# bedtime snack?



## rimzie_84 (Aug 7, 2009)

What would you suggest for bedtime snack (meal)?


----------



## Jux (Jul 23, 2008)

150g of cottage cheese.


----------



## albie (Mar 16, 2007)

Mine is 300g cottage cheese with a table spoon of peanut butter mixed in ( Meridian from Holland and Barrett, nothing added,just nuts)


----------



## Unit_69 (Jul 9, 2009)

Quark! Cheap (about 60p for 250g tub), good amount of protein (about 30g) and tastes much better than cottage cheese in my opinion. I mix it with a little bit of hot water and one of the little sachets of options hot choc (choc orange is the best). The sachet is about 30kcals only and cheap (4 for £1 in Morrissons). Its like angel delight. I have also mixed it a little but of reduced sugar jam, some people mix it with peanut butter.

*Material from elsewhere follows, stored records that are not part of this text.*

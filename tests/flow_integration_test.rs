//! 流程集成测试：从 JSON 文件加载流程，在模拟计划引擎上跑完整的轮次控制器

use std::io::Write;
use std::sync::Arc;

use planflow::config::load_config;
use planflow::core::{FlowPhase, RoundController, RunReport, TerminalReason};
use planflow::engine::{GeometryOperation, RobustMethod, RoiDose, RoiGeometry, SimulatedEngine};
use planflow::flow::{load_flow, validate, FlowDefaults, FlowPlan};

fn patient() -> SimulatedEngine {
    SimulatedEngine::new()
        .with_plan("Plan1")
        .with_roi(
            "PTV_7000",
            RoiDose::new(300.0)
                .with_stats(4500.0, 3700.0, 4100.0)
                .with_dvh(vec![(3700.0, 1.0), (3950.0, 0.95), (4500.0, 0.0)]),
        )
        .with_roi(
            "Rectum",
            RoiDose::new(150.0)
                .with_stats(4100.0, 200.0, 1800.0)
                .with_dvh(vec![(0.0, 1.0), (2000.0, 0.1), (4100.0, 0.0)]),
        )
        .with_optimization_scale(0.95)
}

fn write_flow(json: &str) -> tempfile::NamedTempFile {
    let mut file = tempfile::Builder::new().suffix(".json").tempfile().unwrap();
    file.write_all(json.as_bytes()).unwrap();
    file
}

async fn run_flow(engine: Arc<SimulatedEngine>, json: &str, defaults: &FlowDefaults) -> RunReport {
    let file = write_flow(json);
    let doc = load_flow(file.path()).unwrap();
    let plan = FlowPlan::compile(&doc, defaults);
    let findings = validate(&plan);
    RoundController::new(engine, plan).run(findings).await
}

const FULL_FLOW: &str = r#"{
  "match_roi": [
    {"roi_name": "PTV", "possible_roi_name": "PTV_70, PTV_7000"},
    {"roi_name": "Rectum", "possible_roi_name": ""}
  ],
  "plan_setup": {
    "mode": "create", "plan_name": "Auto", "beam_set_name": "Arc", "machine": "Linac",
    "technique": "VMAT", "isocenter_roi": "PTV",
    "beams": [{"name": "A1", "gantry_angle": 181, "couch_angle": 0, "collimator_angle": 10}]
  },
  "automate_roi": [
    {"order": 1, "roi_name": "Rectum_PRV", "boolean_config": {
      "roi_a": "Rectum", "margin_a": {"type": "Expand", "superior": "0.3", "inferior": 0.3},
      "operation": "Subtract",
      "roi_b": "PTV", "margin_b": {"type": "Expand", "superior": 0.5},
      "output_margin": {}
    }}
  ],
  "initial_functions": [
    {"tag": "ptv_max", "function_type": "Max Dose", "roi_name": "PTV", "weight": 80,
     "objective_constraint": "Objective", "description": "Max Dose 4600 cGy"},
    {"tag": "rect_dvh", "function_type": "Max DVH", "roi_name": "Rectum_PRV", "weight": "20",
     "objective_constraint": "Objective", "robust": true,
     "description": "Max DVH 3000 cGy to 0.1cc volume"}
  ],
  "optimization_settings": {"max_iterations": 60, "tolerance": 1e-6, "compute_final_dose": true},
  "start_flow": {"optimize_first": false},
  "check_conditions": [
    {"name": "ptv_hot", "condition_type": "Max Dose", "roi_name": "PTV", "criteria": "≥4400", "active_round": "≥ 0"},
    {"name": "ptv_cov", "condition_type": "DaV", "roi_name": "PTV", "criteria": "D95% ≥ 3900 cGy", "active_round": "≥ 0"},
    {"name": "rect_v20", "condition_type": "VaD", "roi_name": "Rectum", "criteria": "V2000cGy ≤ 20cc", "active_round": "≥ 0"}
  ],
  "condition_rois": [
    {"order": 1, "condition": "ptv_hot", "roi_name": "Hot_4400", "method": "Convert Dose",
     "convert_dose": {"threshold_dose": "4400"}}
  ],
  "function_adjustments": [
    {"condition": "ptv_hot", "adjustment": "Adjust OLD Function", "tag": "ptv_max",
     "function_type": "Max Dose", "roi_name": "PTV", "weight": 100,
     "objective_constraint": "Objective", "description": "Max Dose 4300 cGy"},
    {"condition": "ptv_hot", "adjustment": "Add NEW function", "tag": "ptv_uni",
     "function_type": "Uniformity Constraint", "roi_name": "PTV", "weight": 50,
     "objective_constraint": "Objective", "description": "Uniformity Constraint Rel.std.dev 3 %"},
    {"condition": "ptv_hot", "adjustment": "Add NEW function", "tag": "hot_max",
     "function_type": "Max Dose", "roi_name": "Hot_4400", "weight": 30,
     "objective_constraint": "Objective", "description": "Max Dose 4200 cGy"}
  ],
  "end_flow": {"max_optimize_rounds": 1},
  "robust_settings": {"superior": 0.4, "density_uncertainty": "3", "method": "Composite worst case"}
}"#;

#[tokio::test]
async fn test_full_flow_single_round() {
    let engine = Arc::new(patient());
    let report = run_flow(engine.clone(), FULL_FLOW, &FlowDefaults::default()).await;

    assert!(report.findings.is_empty(), "{:?}", report.findings);
    assert_eq!(report.phase, FlowPhase::Done);
    assert_eq!(
        report.terminal,
        Some(TerminalReason::RoundBudgetExhausted { rounds: 1 })
    );
    assert_eq!(engine.active_plan().await.as_deref(), Some("Auto"));
    assert_eq!(engine.optimization_settings().await.unwrap().max_iterations, 60);

    // Setup：自动 ROI 使用匹配后的名称
    match engine.roi_geometry("Rectum_PRV").await {
        Some(RoiGeometry::Boolean(request)) => {
            assert_eq!(request.operation, GeometryOperation::Subtraction);
            assert_eq!(request.expr_a.sources, vec!["Rectum".to_string()]);
            assert_eq!(request.expr_a.margin.superior, 0.3);
            assert_eq!(request.expr_b.sources, vec!["PTV_7000".to_string()]);
            assert_eq!(request.expr_b.margin.superior, 0.5);
        }
        other => panic!("unexpected geometry: {other:?}"),
    }
    assert_eq!(report.automate.as_ref().unwrap().created, 1);
    assert_eq!(report.initial.as_ref().unwrap().created, 2);

    // 第 1 轮：三个条件都满足，报告值与剂量查询一致
    let round = &report.rounds[0];
    let value = |name: &str| {
        round
            .conditions
            .outcomes
            .iter()
            .find(|o| o.name == name)
            .and_then(|o| o.value)
            .unwrap()
    };
    assert_eq!(round.conditions.met_count(), 3);
    assert_eq!(value("ptv_hot"), 4500.0);
    assert_eq!(value("ptv_cov"), 3950.0);
    assert!((value("rect_v20") - 15.0).abs() < 1e-9);
    assert!(round.optimized);

    // 条件 ROI 与同轮依赖它的新函数
    assert!(matches!(
        engine.roi_geometry("Hot_4400").await,
        Some(RoiGeometry::DoseThreshold { threshold, .. }) if threshold == 4400.0
    ));
    let hot = engine.function_by_tag("hot_max").await.unwrap();
    assert_eq!(hot.roi, "Hot_4400");

    let ptv_max = engine.function_by_tag("ptv_max").await.unwrap();
    assert_eq!(ptv_max.roi, "PTV_7000");
    assert_eq!(ptv_max.parameters.dose_level, Some(4300.0));
    assert_eq!(ptv_max.parameters.weight, Some(100.0));

    let uni = engine.function_by_tag("ptv_uni").await.unwrap();
    assert!(uni.is_constraint);
    assert_eq!(uni.parameters.weight, None);
    assert_eq!(uni.parameters.percent_std_deviation, Some(3.0));

    let rect = engine.function_by_tag("rect_dvh").await.unwrap();
    assert_eq!(rect.parameters.is_absolute_volume, Some(true));
    assert_eq!(rect.parameters.absolute_volume, Some(0.1));

    // 每批最多写入一次鲁棒参数
    let robust = engine.robustness_calls().await;
    assert_eq!(robust.len(), 2);
    assert_eq!(robust[0].superior, 0.4);
    assert!((robust[0].density_uncertainty - 0.03).abs() < 1e-12);
    assert_eq!(robust[0].method, RobustMethod::CompositeWorstCase);
    assert_eq!(engine.optimization_runs().await, 1);
}

#[tokio::test]
async fn test_loop_stops_when_no_condition_met() {
    let engine = Arc::new(patient());
    let report = run_flow(
        engine.clone(),
        r#"{
          "match_roi": [{"roi_name": "PTV", "possible_roi_name": "PTV_7000"}],
          "start_flow": {"optimize_first": false},
          "check_conditions": [
            {"name": "hot", "condition_type": "Max Dose", "roi_name": "PTV", "criteria": "≥4400", "active_round": "≥ 0"},
            {"name": "cold", "condition_type": "Min Dose", "roi_name": "PTV", "criteria": "≤3000", "active_round": "≥ 0"},
            {"name": "rect", "condition_type": "VaD", "roi_name": "Rectum", "criteria": "V2000cGy ≥ 50%", "active_round": "≥ 0"}
          ],
          "end_flow": {"max_optimize_rounds": 5}
        }"#,
        &FlowDefaults::default(),
    )
    .await;

    assert_eq!(report.terminal, Some(TerminalReason::NoConditionMet { round: 2 }));
    assert_eq!(report.rounds_run(), 2);
    assert!(report.rounds[0].conditions.any_met());
    assert!(!report.rounds[1].conditions.any_met());
    assert!(!report.rounds[1].optimized);
    assert!(report.rounds[1].structures.is_none());
    assert_eq!(engine.optimization_runs().await, 1);
    // 第 3 轮从未开始：每轮查询一次 Max 与一次 Min
    assert_eq!(engine.count_calls("dose_statistic").await, 4);
}

#[tokio::test]
async fn test_round_gating_skips_queries_until_active() {
    let engine = Arc::new(patient());
    let report = run_flow(
        engine.clone(),
        r#"{
          "match_roi": [{"roi_name": "PTV", "possible_roi_name": "PTV_7000"}],
          "check_conditions": [
            {"name": "early", "condition_type": "Always True", "roi_name": "", "criteria": "", "active_round": "≤ 2"},
            {"name": "late", "condition_type": "Max Dose", "roi_name": "PTV", "criteria": "≥0", "active_round": "≥ 3"}
          ],
          "end_flow": {"max_optimize_rounds": 4}
        }"#,
        &FlowDefaults::default(),
    )
    .await;

    assert_eq!(report.terminal, Some(TerminalReason::RoundBudgetExhausted { rounds: 4 }));
    for record in &report.rounds {
        let late = record.conditions.outcomes.iter().find(|o| o.name == "late").unwrap();
        assert_eq!(late.evaluated, record.round >= 3, "round {}", record.round);
        assert_eq!(record.conditions.get("early"), Some(record.round <= 2));
    }
    assert_eq!(report.rounds[0].conditions.outcomes[0].value, Some(1.0));
    assert_eq!(engine.count_calls("dose_statistic").await, 2);
    // optimize_first 默认开启
    assert_eq!(engine.optimization_runs().await, 5);
}

#[tokio::test]
async fn test_optimizer_failure_aborts_remaining_rounds() {
    let engine = Arc::new(patient().fail_optimization_after(2));
    let report = run_flow(
        engine.clone(),
        r#"{
          "check_conditions": [
            {"name": "always", "condition_type": "Always True", "active_round": "≥ 0"}
          ],
          "condition_rois": [
            {"order": 1, "condition": "always", "roi_name": "Ring", "method": "Boolean",
             "boolean_config": {"roi_a": "PTV_7000", "operation": "Bogus", "roi_b": "Rectum"}}
          ],
          "end_flow": {"max_optimize_rounds": 5}
        }"#,
        &FlowDefaults::default(),
    )
    .await;

    assert_eq!(report.phase, FlowPhase::Error);
    assert!(report.failed());
    assert!(matches!(
        &report.terminal,
        Some(TerminalReason::Failed { phase, message })
            if phase == "Round 1" && message.contains("Optimization failed")
    ));
    assert_eq!(report.rounds_run(), 1);
    assert!(!report.rounds[0].optimized);
    // 已写入的结构不回滚；未知运算回退为 Union
    assert_eq!(report.rounds[0].structures.as_ref().unwrap().created, 1);
    assert!(matches!(
        engine.roi_geometry("Ring").await,
        Some(RoiGeometry::Boolean(r)) if r.operation == GeometryOperation::Union
    ));
    assert_eq!(engine.optimization_runs().await, 1);
}

#[tokio::test]
async fn test_strict_operations_from_config_file() {
    let mut config_file = tempfile::Builder::new().suffix(".toml").tempfile().unwrap();
    writeln!(config_file, "[flow]\nstrict_operations = true\ndefault_max_rounds = 2").unwrap();
    let config = load_config(Some(config_file.path().to_path_buf())).unwrap();
    let defaults = config.flow_defaults();
    assert_eq!(defaults.max_rounds, 2);

    let engine = Arc::new(patient());
    let report = run_flow(
        engine.clone(),
        r#"{
          "start_flow": {"optimize_first": false},
          "automate_roi": [
            {"order": 2, "roi_name": "Bad", "boolean_config": {"roi_a": "PTV_7000", "operation": "Merge", "roi_b": "Rectum"}},
            {"order": 1, "roi_name": "Overlap", "boolean_config": {"roi_a": "PTV_7000", "operation": "Intersect", "roi_b": "Rectum"}}
          ]
        }"#,
        &defaults,
    )
    .await;

    let automate = report.automate.as_ref().unwrap();
    assert_eq!(automate.created, 1);
    assert_eq!(automate.failures.len(), 1);
    assert_eq!(automate.failures[0].entry, "Bad");
    assert!(engine.roi_color("Bad").await.is_none());
    assert_eq!(report.findings.len(), 1);
    // 没有条件：第 1 轮即结束
    assert_eq!(report.terminal, Some(TerminalReason::NoConditionMet { round: 1 }));
}

#[tokio::test]
async fn test_select_missing_plan_fails_in_setup() {
    let engine = Arc::new(patient());
    let report = run_flow(
        engine,
        r#"{"plan_setup": {"mode": "select_existing", "plan_name": "Nope"}}"#,
        &FlowDefaults::default(),
    )
    .await;
    assert!(matches!(
        &report.terminal,
        Some(TerminalReason::Failed { phase, .. }) if phase == "Setup"
    ));
    let json = serde_json::to_value(&report).unwrap();
    assert_eq!(json["terminal"]["kind"], "failed");
    assert_eq!(json["phase"], "Error");
}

Other options would be cottage cheese, a caesin shake or a whey shake mixed with natural peanut butter


----------



## PumpedUp (Aug 23, 2009)

Id have to agree with Unit in respect of the Caesin shake, ive read a number of articles that recommend this form of protein due to its slow releasing powers which see you through the night.


----------



## Nemises (Jun 29, 2008)

I doubt you are allowed that siggy!


----------



## Porky Pie (Aug 2, 2007)

4 cans of draught stout and a packet of dry roasted peanuts


----------



## iopener (Jan 1, 2007)

scrambled eggs with wholemeal toast

Omelette

Steak sandwich


----------



## Jem (Mar 5, 2009)

Unit_69 said:


> Quark! Cheap (about 60p for 250g tub), good amount of protein (about 30g) and tastes much better than cottage cheese in my opinion. I mix it with a little bit of hot water and one of the little sachets of options hot choc (choc orange is the best). The sachet is about 30kcals only and cheap (4 for £1 in Morrissons). Its like angel delight. I have also mixed it a little but of reduced sugar jam, some people mix it with peanut butter.
> 
> Other options would be cottage cheese, a caesin shake or a whey shake mixed with natural peanut butter


What Unit says :lol:

I lova da quark :thumb:

Big bag of walkers would be nicer though !


----------



## T.F. (Aug 28, 2008)

I normally have 1 salmon fillet or 1 chicken fillet and casein protein shake mixed with 450ml whole milk.


----------



## WillOdling (Aug 27, 2009)

I usually do a piece of steak on its own, then another protein shake before bed.

Whats Quark? :confused1:


----------



## Rossy Balboa (Nov 6, 2008)

Same as albie for me,cottage cheese (250-300g) with meridian peanut butter :thumb:


----------



## Bulk1 (Apr 12, 2007)

Rossy Balboa said:


> Same as albie for me,cottage cheese (250-300g) with meridian peanut butter :thumb:


Havent tried CC with PB before... thats on the agenda tonight.


----------



## sizar (Nov 13, 2008)

Unit_69 said:


> Quark! Cheap (about 60p for 250g tub), good amount of protein (about 30g) and tastes much better than cottage cheese in my opinion. I mix it with a little bit of hot water and one of the little sachets of options hot choc (choc orange is the best). The sachet is about 30kcals only and cheap (4 for £1 in Morrissons). Its like angel delight. I have also mixed it a little but of reduced sugar jam, some people mix it with peanut butter.
> 
> Other options would be cottage cheese, a caesin shake or a whey shake mixed with natural peanut butter


what's Quark ?


----------



## pastanchicken (Sep 29, 2008)

It's a cheese


----------



## Cheese (Jul 7, 2009)

In this months Flex magazine Jay Cutler has listed his bulking diet plan.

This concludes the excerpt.